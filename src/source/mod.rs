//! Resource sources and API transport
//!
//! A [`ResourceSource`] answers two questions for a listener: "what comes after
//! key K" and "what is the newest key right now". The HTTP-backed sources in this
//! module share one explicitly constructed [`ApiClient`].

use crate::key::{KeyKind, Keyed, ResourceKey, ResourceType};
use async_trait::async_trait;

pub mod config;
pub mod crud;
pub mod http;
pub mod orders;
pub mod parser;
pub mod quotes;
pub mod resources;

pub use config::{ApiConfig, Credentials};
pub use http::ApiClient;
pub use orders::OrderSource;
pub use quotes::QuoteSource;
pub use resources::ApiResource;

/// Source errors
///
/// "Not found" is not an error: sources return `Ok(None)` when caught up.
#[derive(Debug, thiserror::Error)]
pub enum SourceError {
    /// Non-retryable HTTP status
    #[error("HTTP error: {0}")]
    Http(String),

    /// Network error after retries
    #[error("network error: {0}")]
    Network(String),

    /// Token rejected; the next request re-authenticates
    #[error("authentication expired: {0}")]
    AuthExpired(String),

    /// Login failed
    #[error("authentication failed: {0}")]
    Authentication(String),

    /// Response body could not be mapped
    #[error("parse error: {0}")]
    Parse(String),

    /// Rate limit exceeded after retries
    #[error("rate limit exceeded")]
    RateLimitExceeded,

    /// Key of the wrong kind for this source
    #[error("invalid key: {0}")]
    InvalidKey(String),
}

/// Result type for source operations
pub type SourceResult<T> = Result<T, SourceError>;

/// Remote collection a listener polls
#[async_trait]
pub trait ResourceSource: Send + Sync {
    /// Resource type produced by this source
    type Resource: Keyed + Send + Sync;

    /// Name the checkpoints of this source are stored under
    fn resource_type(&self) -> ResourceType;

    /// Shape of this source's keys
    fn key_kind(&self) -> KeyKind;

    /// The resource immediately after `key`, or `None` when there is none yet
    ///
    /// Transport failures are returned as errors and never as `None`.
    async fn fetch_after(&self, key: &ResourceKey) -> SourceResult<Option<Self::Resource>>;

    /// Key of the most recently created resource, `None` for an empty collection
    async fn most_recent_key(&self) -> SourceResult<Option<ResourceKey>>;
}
* * *
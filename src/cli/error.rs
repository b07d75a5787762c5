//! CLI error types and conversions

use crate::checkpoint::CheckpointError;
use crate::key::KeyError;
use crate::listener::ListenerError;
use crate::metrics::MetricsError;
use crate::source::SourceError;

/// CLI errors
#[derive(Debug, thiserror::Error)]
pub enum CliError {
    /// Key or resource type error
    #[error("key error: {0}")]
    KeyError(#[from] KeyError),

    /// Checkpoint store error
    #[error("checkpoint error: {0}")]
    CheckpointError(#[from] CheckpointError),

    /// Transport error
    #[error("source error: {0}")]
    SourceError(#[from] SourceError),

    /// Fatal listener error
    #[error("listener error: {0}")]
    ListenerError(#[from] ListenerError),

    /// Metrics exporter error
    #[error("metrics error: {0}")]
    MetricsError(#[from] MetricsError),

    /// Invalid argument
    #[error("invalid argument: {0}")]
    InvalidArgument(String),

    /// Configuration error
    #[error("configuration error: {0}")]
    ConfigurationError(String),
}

Your goal: In the records above, some lines hold the word "MetricsError". Say how many, and nothing more.

Response to the exercise: 2